We cannot wait and see, or allow troops to improvise
The White House at least agrees that a peace settlement cannot be made without involving Ukraine, but Secretary of State Marco Rubio warned that ‘you can’t have a peace deal between two warring factions unless both sides agree to give up something’. As we pass the 80th anniversary of imperial Japan’s unconditional surrender, one wonders what President Truman would have made of that assertion.
There will be a bilateral meeting between Presidents Putin and Zelenskyy at some unspecified point, or perhaps there won’t. Trump says Ukraine will have to resign itself to Russia’s possession of Crimea, while Zelensky says there is no possibility of giving up its territorial rights. Most strikingly, there will be a ‘reassurance force’ deployed to Ukraine. President Trump explained:
We’ve got the European nations and they’ll front-load it and they’ll have, some of them – France, Germany, UK – they want to have boots on the ground. I don’t think it’s going to be a problem, to be honest with you.
A ‘reassurance force’ will require a ‘combat mandate’ but will not be responsible for enforcing a putative peace deal. The United States will not commit ground troops but it could provide support ‘by air’. However, Germany’s foreign minister, Johann Wadephul, has said that ‘stationing troops in Ukraine would probably be too much for us’, while the Kremlin has consistently said that the presence in Ukraine of troops from Nato countries is a red line.
Not all of these propositions can be true. They reveal the dangerous and worrying extent to which individual actors are fixating on what they would like to happen, as if that somehow reifies their hopes. This level of disconnectedness in a complex strategic and military situation is a breeding ground for costly mistakes.
Earlier this week, the defence secretary, John Healey, was giving the impression that a reassurance force was simply waiting for its command. He told the BBC last week:
We’re ready to put UK boots on the ground in Ukraine. They are ready to go, they’re ready to act from day one. The military plans are complete.
Is that true? Above everything else, have planners at the Ministry of Defence been persistent enough in asking the question that matters above all other: ‘And then what?’
The windy rhetoric of politicians has its purpose but when the armed forces are being committed to operations, they need more than vague intentions and broad-brush aims. They need detailed plans, objectives and rules of engagement.
Let us suppose, mirabile dictu, a peace agreement is somehow reached, and the Coalition of the Willing has managed to generate some kind of meaningful reassurance force of 15,000 or 20,000 soldiers. They are deployed on the Ukrainian side of an agreed border, while half a million Russian troops are on the other side.
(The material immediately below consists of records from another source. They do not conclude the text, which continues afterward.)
//! Orchestration entry points: `generate`, `search`, `crack`.

use std::path::PathBuf;
use std::sync::Arc;
use std::time::Instant;

use rainbow_core::{decode_table_name, encode_table_name, HashFunction, RainbowError, Seed, TableParams};
use rainbow_engine::LookupResult;
use rainbow_store::{ReadTable, TableFile, WriteTable};

use crate::log::{LogEmitter, LogLevel};

/// Decode a 32-character lowercase hex digest into its 16-byte form.
///
/// Rejects (rather than silently truncating) any input whose length isn't
/// exactly 32 or that contains non-hex characters.
pub fn decode_hex_digest(hex: &str) -> Result<Vec<u8>, RainbowError> {
    if hex.len() != 32 {
        return Err(RainbowError::BadHexInput(format!(
            "expected 32 hex characters, got {}",
            hex.len()
        )));
    }
    let bytes = hex.as_bytes();
    let mut out = Vec::with_capacity(16);
    for pair in bytes.chunks(2) {
        let hi = hex_nibble(pair[0]).ok_or_else(|| RainbowError::BadHexInput(hex.to_string()))?;
        let lo = hex_nibble(pair[1]).ok_or_else(|| RainbowError::BadHexInput(hex.to_string()))?;
        out.push((hi << 4) | lo);
    }
    Ok(out)
}

fn hex_nibble(c: u8) -> Option<u8> {
    match c {
        b'0'..=b'9' => Some(c - b'0'),
        b'a'..=b'f' => Some(c - b'a' + 10),
        _ => None,
    }
}

/// Narrow a decoded digest down to the `digest_len` bytes the resolved hash
/// actually produces.
///
/// `decode_hex_digest` always yields 16 bytes, but `HashFunction::hash` may
/// return fewer (e.g. `wikihash`'s 4 bytes). Slice/Vec equality in the engine
/// layer requires matching lengths, so callers must truncate before handing
/// the digest off to `rainbow_engine::lookup`/`search`.
fn truncate_to_digest_len(digest: &[u8], digest_len: usize) -> Result<Vec<u8>, RainbowError> {
    if digest_len > digest.len() {
        return Err(RainbowError::BadHexInput(format!(
            "digest is {} bytes, hash needs {}",
            digest.len(),
            digest_len
        )));
    }
    Ok(digest[..digest_len].to_vec())
}

/// Resolve `hash_name` against the built-in registry plus any plug-ins found
/// in the configured plug-in directory.
fn resolve_hash(hash_name: &str) -> Result<Arc<dyn HashFunction>, RainbowError> {
    let mut registry = rainbow_hashes::builtin_registry();
    let events = rainbow_hashes::load_plugins(&crate::config::config().plugin_dir, &mut registry)?;
    for event in events {
        match event {
            rainbow_hashes::PluginEvent::Loaded { path, names } => {
                let mut emitter = LogEmitter::to_stdout("plugin-scan");
                let _ = emitter.emit_entry(
                    crate::log::LogEntry::new("plugin-scan", LogLevel::Info, "plugin_loaded")
                        .with_table_path(path.display().to_string())
                        .with_hash_name(names.join(",")),
                );
            }
            rainbow_hashes::PluginEvent::SymbolMissing { path } => {
                let mut emitter = LogEmitter::to_stdout("plugin-scan");
                let _ = emitter.emit_entry(
                    crate::log::LogEntry::new("plugin-scan", LogLevel::Warn, "plugin_load_failed")
                        .with_table_path(path.display().to_string()),
                );
            }
            rainbow_hashes::PluginEvent::NotFound { .. } => {}
        }
    }
    registry.resolve(hash_name)
}

/// Generate `table_count` tables of `chain_num` chains each (indices
/// `0..table_count`), sort each, and return the written paths.
pub fn generate(
    chain_num: u64,
    chain_len: u64,
    table_count: u64,
    hash_name: &str,
) -> Result<Vec<PathBuf>, RainbowError> {
    let hash = resolve_hash(hash_name)?;
    let mut emitter = LogEmitter::to_stdout("generate");
    let mut paths = Vec::with_capacity(table_count as usize);

    for index in 0..table_count {
        let params = TableParams {
            hash_name: hash_name.to_string(),
            chain_num,
            chain_len,
            index,
        };
        let path = PathBuf::from(encode_table_name(&params));

        let started = Instant::now();
        let _ = emitter.emit_entry(
            crate::log::LogEntry::new("generate", LogLevel::Info, "table_created")
                .with_hash_name(hash_name)
                .with_chain_params(chain_num, chain_len)
                .with_table_path(path.display().to_string()),
        );

        let table = TableFile::create_empty(&path)?;
        rainbow_engine::generate(table, chain_num, chain_len, Arc::clone(&hash))?;

        {
            let mut write = WriteTable::open(&path)?;
            rainbow_store::sort_by_end(write.as_chains_mut());
            write.flush()?;
        }

        let _ = emitter.emit_entry(
            crate::log::LogEntry::new("generate", LogLevel::Info, "table_sorted")
                .with_table_path(path.display().to_string())
                .with_duration_ms(started.elapsed().as_millis() as u64),
        );

        paths.push(path);
    }

    Ok(paths)
}

/// Look up the seed behind `target_hash_hex` in the table at `table_path`.
pub fn search(table_path: &std::path::Path, target_hash_hex: &str) -> Result<LookupResult, RainbowError> {
    let basename = table_path
        .file_name()
        .and_then(|n| n.to_str())
        .ok_or_else(|| RainbowError::BadTableName(table_path.display().to_string()))?;
    let decoded = decode_table_name(basename)?;
    let hash = resolve_hash(&decoded.hash_name)?;
    let target_digest = decode_hex_digest(target_hash_hex)?;
    let target_digest = truncate_to_digest_len(&target_digest, hash.digest_len())?;

    let mut emitter = LogEmitter::to_stdout("search");
    let started = Instant::now();
    let _ = emitter.emit_entry(
        crate::log::LogEntry::new("search", LogLevel::Info, "lookup_started")
            .with_hash_name(&decoded.hash_name)
            .with_table_path(table_path.display().to_string()),
    );

    let read = ReadTable::open(table_path)?;
    let result = rainbow_engine::lookup(
        read.as_chains(),
        decoded.chain_len,
        hash.as_ref(),
        &target_digest,
    );

    let mut entry = crate::log::LogEntry::new("search", LogLevel::Info, "lookup_result")
        .with_table_path(table_path.display().to_string())
        .with_duration_ms(started.elapsed().as_millis() as u64);
    if let LookupResult::Found(seed) = result {
        entry = entry.with_seed(seed);
    }
    let _ = emitter.emit_entry(entry);

    Ok(result)
}

/// Exhaustively search the full 32-bit seed space for `target_hash_hex`
/// under `hash_name`.
pub fn crack(hash_name: &str, target_hash_hex: &str) -> Result<Option<Seed>, RainbowError> {
    let hash = resolve_hash(hash_name)?;
    let target_digest = decode_hex_digest(target_hash_hex)?;
    let target_digest = truncate_to_digest_len(&target_digest, hash.digest_len())?;

    let mut emitter = LogEmitter::to_stdout("crack");
    let started = Instant::now();
    let _ = emitter.emit_entry(
        crate::log::LogEntry::new("crack", LogLevel::Info, "crack_started").with_hash_name(hash_name),
    );

    let result = rainbow_engine::search(hash, target_digest);

    let mut entry = crate::log::LogEntry::new("crack", LogLevel::Info, "crack_result")
        .with_hash_name(hash_name)
        .with_duration_ms(started.elapsed().as_millis() as u64);
    if let Some(seed) = result {
        entry = entry.with_seed(seed);
    }
    let _ = emitter.emit_entry(entry);

    Ok(result)
}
Vladimir Putin, whom we know we cannot trust, pushes his luck: Russian soldiers ‘accidentally’ cross the agreed border into Ukrainian territory. The reassurance force warns them they must withdraw, but they refuse. And then what? Do British or French soldiers open fire on Russian units?
Refusing to withdraw, the Russians are reinforced and move further into Ukraine. They engage Ukrainian troops, and British personnel are injured or killed alongside them. And then what? If we are still not prepared to take military action, our presence is pointless and we have reassured no-one.
That means we must be prepared to take military action. Now we are facing the prospect of British infantry and armour engaging their Russian counterparts. Bullets, tank rounds, shells and missiles are fired. There will inevitably be casualties, and the reassurance force will be heavily outnumbered. Do they request American air support? Is Donald Trump willing to authorise air strikes on Russian army units?
Every one of these questions must already have been answered hypothetically before we could safely contemplate deploying troops to Ukraine. We cannot wait and see, or allow troops to improvise, when the outcome could be a full-scale kinetic war with Russia. Whatever happens must be the result of a clear, sober, considered decision.
Have these conversations happened in the Ministry of Defence and Downing Street? Have we actually thought this through? If only we could be sure.